(Stored entries)

####

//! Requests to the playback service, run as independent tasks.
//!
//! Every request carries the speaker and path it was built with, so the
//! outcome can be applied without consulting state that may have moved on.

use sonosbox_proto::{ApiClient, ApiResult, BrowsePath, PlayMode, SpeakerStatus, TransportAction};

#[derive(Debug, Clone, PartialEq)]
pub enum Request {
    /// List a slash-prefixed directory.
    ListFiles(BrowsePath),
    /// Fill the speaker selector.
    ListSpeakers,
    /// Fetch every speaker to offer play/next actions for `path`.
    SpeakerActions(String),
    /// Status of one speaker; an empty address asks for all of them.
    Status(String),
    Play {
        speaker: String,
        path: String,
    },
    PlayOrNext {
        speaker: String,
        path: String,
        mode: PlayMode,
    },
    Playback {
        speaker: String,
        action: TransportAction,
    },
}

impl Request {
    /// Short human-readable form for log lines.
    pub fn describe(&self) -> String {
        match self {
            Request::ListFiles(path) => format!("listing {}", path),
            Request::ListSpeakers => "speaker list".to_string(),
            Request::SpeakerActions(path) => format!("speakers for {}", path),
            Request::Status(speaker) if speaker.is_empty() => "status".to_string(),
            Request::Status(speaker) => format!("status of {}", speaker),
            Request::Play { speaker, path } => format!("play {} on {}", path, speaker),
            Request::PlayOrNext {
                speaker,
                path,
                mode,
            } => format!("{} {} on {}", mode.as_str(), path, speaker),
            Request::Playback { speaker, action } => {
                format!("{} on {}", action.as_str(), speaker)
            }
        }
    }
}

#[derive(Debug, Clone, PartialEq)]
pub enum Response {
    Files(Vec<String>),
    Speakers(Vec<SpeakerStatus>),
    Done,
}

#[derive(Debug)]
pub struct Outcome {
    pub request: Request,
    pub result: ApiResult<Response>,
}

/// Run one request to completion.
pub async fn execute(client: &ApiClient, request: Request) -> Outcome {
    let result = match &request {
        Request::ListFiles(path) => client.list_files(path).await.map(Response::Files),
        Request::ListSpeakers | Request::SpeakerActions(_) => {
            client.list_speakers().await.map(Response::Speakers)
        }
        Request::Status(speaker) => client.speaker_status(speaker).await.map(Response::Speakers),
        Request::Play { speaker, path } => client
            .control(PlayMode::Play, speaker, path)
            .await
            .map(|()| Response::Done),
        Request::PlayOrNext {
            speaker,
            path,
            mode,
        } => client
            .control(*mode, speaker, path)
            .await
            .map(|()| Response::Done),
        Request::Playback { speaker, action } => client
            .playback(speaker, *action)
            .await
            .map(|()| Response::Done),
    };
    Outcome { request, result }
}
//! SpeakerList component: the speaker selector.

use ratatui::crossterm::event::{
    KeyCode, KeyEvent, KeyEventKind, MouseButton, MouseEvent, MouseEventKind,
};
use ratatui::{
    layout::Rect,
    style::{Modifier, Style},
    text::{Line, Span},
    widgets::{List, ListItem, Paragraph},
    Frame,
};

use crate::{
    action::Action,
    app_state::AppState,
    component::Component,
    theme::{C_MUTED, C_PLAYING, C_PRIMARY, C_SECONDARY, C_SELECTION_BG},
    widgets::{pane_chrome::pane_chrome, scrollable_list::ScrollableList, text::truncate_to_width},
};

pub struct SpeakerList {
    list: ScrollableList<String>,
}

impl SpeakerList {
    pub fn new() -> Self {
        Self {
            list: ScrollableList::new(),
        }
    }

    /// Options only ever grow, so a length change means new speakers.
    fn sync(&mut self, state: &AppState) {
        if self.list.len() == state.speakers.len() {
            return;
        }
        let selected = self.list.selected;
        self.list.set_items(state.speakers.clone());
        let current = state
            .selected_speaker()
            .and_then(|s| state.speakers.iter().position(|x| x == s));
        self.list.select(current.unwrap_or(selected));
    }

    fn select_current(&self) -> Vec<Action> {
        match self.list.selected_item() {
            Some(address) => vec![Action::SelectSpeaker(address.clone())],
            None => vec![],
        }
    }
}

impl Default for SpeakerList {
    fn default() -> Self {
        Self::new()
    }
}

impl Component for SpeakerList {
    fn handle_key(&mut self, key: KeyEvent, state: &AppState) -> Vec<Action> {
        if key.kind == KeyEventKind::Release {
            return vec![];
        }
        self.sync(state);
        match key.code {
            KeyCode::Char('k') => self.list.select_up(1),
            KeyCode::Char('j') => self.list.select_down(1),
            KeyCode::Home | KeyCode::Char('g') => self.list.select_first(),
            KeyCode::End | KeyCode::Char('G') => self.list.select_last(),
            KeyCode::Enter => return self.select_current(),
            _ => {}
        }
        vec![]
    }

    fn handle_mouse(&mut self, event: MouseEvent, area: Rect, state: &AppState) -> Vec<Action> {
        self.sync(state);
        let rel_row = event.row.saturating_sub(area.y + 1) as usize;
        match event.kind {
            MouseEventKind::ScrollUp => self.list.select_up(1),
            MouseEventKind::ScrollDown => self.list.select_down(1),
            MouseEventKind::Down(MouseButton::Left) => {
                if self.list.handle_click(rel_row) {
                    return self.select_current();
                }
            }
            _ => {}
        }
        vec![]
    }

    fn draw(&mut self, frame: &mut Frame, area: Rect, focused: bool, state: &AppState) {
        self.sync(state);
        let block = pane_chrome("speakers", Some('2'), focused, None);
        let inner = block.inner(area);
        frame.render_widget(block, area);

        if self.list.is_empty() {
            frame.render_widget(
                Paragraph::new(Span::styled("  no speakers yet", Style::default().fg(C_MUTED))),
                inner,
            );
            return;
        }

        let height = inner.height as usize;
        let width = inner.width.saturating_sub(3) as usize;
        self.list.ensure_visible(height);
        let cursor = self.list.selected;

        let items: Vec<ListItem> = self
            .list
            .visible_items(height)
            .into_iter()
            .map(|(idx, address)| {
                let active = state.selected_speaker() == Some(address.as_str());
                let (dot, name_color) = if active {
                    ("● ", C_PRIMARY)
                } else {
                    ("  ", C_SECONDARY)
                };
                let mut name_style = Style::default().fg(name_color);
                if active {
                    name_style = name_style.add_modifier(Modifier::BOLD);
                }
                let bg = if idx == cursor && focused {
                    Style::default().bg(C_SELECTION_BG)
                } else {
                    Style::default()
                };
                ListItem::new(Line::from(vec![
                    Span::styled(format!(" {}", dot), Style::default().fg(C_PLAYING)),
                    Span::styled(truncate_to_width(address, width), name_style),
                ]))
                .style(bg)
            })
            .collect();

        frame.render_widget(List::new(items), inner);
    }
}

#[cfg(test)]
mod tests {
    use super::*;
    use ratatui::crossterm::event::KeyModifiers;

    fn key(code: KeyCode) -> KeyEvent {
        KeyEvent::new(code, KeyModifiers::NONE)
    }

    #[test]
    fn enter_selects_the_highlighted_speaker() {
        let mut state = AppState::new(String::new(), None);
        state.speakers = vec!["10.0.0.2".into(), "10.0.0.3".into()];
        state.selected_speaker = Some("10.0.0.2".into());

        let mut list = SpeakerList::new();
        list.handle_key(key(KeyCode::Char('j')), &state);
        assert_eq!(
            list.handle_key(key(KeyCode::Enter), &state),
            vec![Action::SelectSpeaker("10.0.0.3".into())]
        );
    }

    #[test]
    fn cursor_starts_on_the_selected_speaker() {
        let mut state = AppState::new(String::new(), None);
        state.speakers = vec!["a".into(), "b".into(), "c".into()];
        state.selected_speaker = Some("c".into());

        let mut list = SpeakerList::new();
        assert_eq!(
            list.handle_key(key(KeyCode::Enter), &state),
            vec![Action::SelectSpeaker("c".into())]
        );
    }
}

####

▶ [Required work]
Copy out all of the data. Keep every word unchanged.

▶ [Output for this exercise]
//! Requests to the playback service, run as independent tasks.
//!
//! Every request carries the speaker and path it was built with, so the
//! outcome can be applied without consulting state that may have moved on.

use sonosbox_proto::{ApiClient, ApiResult, BrowsePath, PlayMode, SpeakerStatus, TransportAction};

#[derive(Debug, Clone, PartialEq)]
pub enum Request {
    /// List a slash-prefixed directory.
    ListFiles(BrowsePath),
    /// Fill the speaker selector.
    ListSpeakers,
    /// Fetch every speaker to offer play/next actions for `path`.
    SpeakerActions(String),
    /// Status of one speaker; an empty address asks for all of them.
    Status(String),
    Play {
        speaker: String,
        path: String,
    },
    PlayOrNext {
        speaker: String,
        path: String,
        mode: PlayMode,
    },
    Playback {
        speaker: String,
        action: TransportAction,
    },
}

impl Request {
    /// Short human-readable form for log lines.
    pub fn describe(&self) -> String {
        match self {
            Request::ListFiles(path) => format!("listing {}", path),
            Request::ListSpeakers => "speaker list".to_string(),
            Request::SpeakerActions(path) => format!("speakers for {}", path),
            Request::Status(speaker) if speaker.is_empty() => "status".to_string(),
            Request::Status(speaker) => format!("status of {}", speaker),
            Request::Play { speaker, path } => format!("play {} on {}", path, speaker),
            Request::PlayOrNext {
                speaker,
                path,
                mode,
            } => format!("{} {} on {}", mode.as_str(), path, speaker),
            Request::Playback { speaker, action } => {
                format!("{} on {}", action.as_str(), speaker)
            }
        }
    }
}

#[derive(Debug, Clone, PartialEq)]
pub enum Response {
    Files(Vec<String>),
    Speakers(Vec<SpeakerStatus>),
    Done,
}

#[derive(Debug)]
pub struct Outcome {
    pub request: Request,
    pub result: ApiResult<Response>,
}

/// Run one request to completion.
pub async fn execute(client: &ApiClient, request: Request) -> Outcome {
    let result = match &request {
        Request::ListFiles(path) => client.list_files(path).await.map(Response::Files),
        Request::ListSpeakers | Request::SpeakerActions(_) => {
            client.list_speakers().await.map(Response::Speakers)
        }
        Request::Status(speaker) => client.speaker_status(speaker).await.map(Response::Speakers),
        Request::Play { speaker, path } => client
            .control(PlayMode::Play, speaker, path)
            .await
            .map(|()| Response::Done),
        Request::PlayOrNext {
            speaker,
            path,
            mode,
        } => client
            .control(*mode, speaker, path)
            .await
            .map(|()| Response::Done),
        Request::Playback { speaker, action } => client
            .playback(speaker, *action)
            .await
            .map(|()| Response::Done),
    };
    Outcome { request, result }
}
//! SpeakerList component: the speaker selector.

use ratatui::crossterm::event::{
    KeyCode, KeyEvent, KeyEventKind, MouseButton, MouseEvent, MouseEventKind,
};
use ratatui::{
    layout::Rect,
    style::{Modifier, Style},
    text::{Line, Span},
    widgets::{List, ListItem, Paragraph},
    Frame,
};

use crate::{
    action::Action,
    app_state::AppState,
    component::Component,
    theme::{C_MUTED, C_PLAYING, C_PRIMARY, C_SECONDARY, C_SELECTION_BG},
    widgets::{pane_chrome::pane_chrome, scrollable_list::ScrollableList, text::truncate_to_width},
};

pub struct SpeakerList {
    list: ScrollableList<String>,
}

impl SpeakerList {
    pub fn new() -> Self {
        Self {
            list: ScrollableList::new(),
        }
    }

    /// Options only ever grow, so a length change means new speakers.
    fn sync(&mut self, state: &AppState) {
        if self.list.len() == state.speakers.len() {
            return;
        }
        let selected = self.list.selected;
        self.list.set_items(state.speakers.clone());
        let current = state
            .selected_speaker()
            .and_then(|s| state.speakers.iter().position(|x| x == s));
        self.list.select(current.unwrap_or(selected));
    }

    fn select_current(&self) -> Vec<Action> {
        match self.list.selected_item() {
            Some(address) => vec![Action::SelectSpeaker(address.clone())],
            None => vec![],
        }
    }
}

impl Default for SpeakerList {
    fn default() -> Self {
        Self::new()
    }
}

impl Component for SpeakerList {
    fn handle_key(&mut self, key: KeyEvent, state: &AppState) -> Vec<Action> {
        if key.kind == KeyEventKind::Release {
            return vec![];
        }
        self.sync(state);
        match key.code {
            KeyCode::Char('k') => self.list.select_up(1),
            KeyCode::Char('j') => self.list.select_down(1),
            KeyCode::Home | KeyCode::Char('g') => self.list.select_first(),
            KeyCode::End | KeyCode::Char('G') => self.list.select_last(),
            KeyCode::Enter => return self.select_current(),
            _ => {}
        }
        vec![]
    }

    fn handle_mouse(&mut self, event: MouseEvent, area: Rect, state: &AppState) -> Vec<Action> {
        self.sync(state);
        let rel_row = event.row.saturating_sub(area.y + 1) as usize;
        match event.kind {
            MouseEventKind::ScrollUp => self.list.select_up(1),
            MouseEventKind::ScrollDown => self.list.select_down(1),
            MouseEventKind::Down(MouseButton::Left) => {
                if self.list.handle_click(rel_row) {
                    return self.select_current();
                }
            }
            _ => {}
        }
        vec![]
    }

    fn draw(&mut self, frame: &mut Frame, area: Rect, focused: bool, state: &AppState) {
        self.sync(state);
        let block = pane_chrome("speakers", Some('2'), focused, None);
        let inner = block.inner(area);
        frame.render_widget(block, area);

        if self.list.is_empty() {
            frame.render_widget(
                Paragraph::new(Span::styled("  no speakers yet", Style::default().fg(C_MUTED))),
                inner,
            );
            return;
        }

        let height = inner.height as usize;
        let width = inner.width.saturating_sub(3) as usize;
        self.list.ensure_visible(height);
        let cursor = self.list.selected;

        let items: Vec<ListItem> = self
            .list
            .visible_items(height)
            .into_iter()
            .map(|(idx, address)| {
                let active = state.selected_speaker() == Some(address.as_str());
                let (dot, name_color) = if active {
                    ("● ", C_PRIMARY)
                } else {
                    ("  ", C_SECONDARY)
                };
                let mut name_style = Style::default().fg(name_color);
                if active {
                    name_style = name_style.add_modifier(Modifier::BOLD);
                }
                let bg = if idx == cursor && focused {
                    Style::default().bg(C_SELECTION_BG)
                } else {
                    Style::default()
                };
                ListItem::new(Line::from(vec![
                    Span::styled(format!(" {}", dot), Style::default().fg(C_PLAYING)),
                    Span::styled(truncate_to_width(address, width), name_style),
                ]))
                .style(bg)
            })
            .collect();

        frame.render_widget(List::new(items), inner);
    }
}

#[cfg(test)]
mod tests {
    use super::*;
    use ratatui::crossterm::event::KeyModifiers;

    fn key(code: KeyCode) -> KeyEvent {
        KeyEvent::new(code, KeyModifiers::NONE)
    }

    #[test]
    fn enter_selects_the_highlighted_speaker() {
        let mut state = AppState::new(String::new(), None);
        state.speakers = vec!["10.0.0.2".into(), "10.0.0.3".into()];
        state.selected_speaker = Some("10.0.0.2".into());

        let mut list = SpeakerList::new();
        list.handle_key(key(KeyCode::Char('j')), &state);
        assert_eq!(
            list.handle_key(key(KeyCode::Enter), &state),
            vec![Action::SelectSpeaker("10.0.0.3".into())]
        );
    }

    #[test]
    fn cursor_starts_on_the_selected_speaker() {
        let mut state = AppState::new(String::new(), None);
        state.speakers = vec!["a".into(), "b".into(), "c".into()];
        state.selected_speaker = Some("c".into());

        let mut list = SpeakerList::new();
        assert_eq!(
            list.handle_key(key(KeyCode::Enter), &state),
            vec![Action::SelectSpeaker("c".into())]
        );
    }
}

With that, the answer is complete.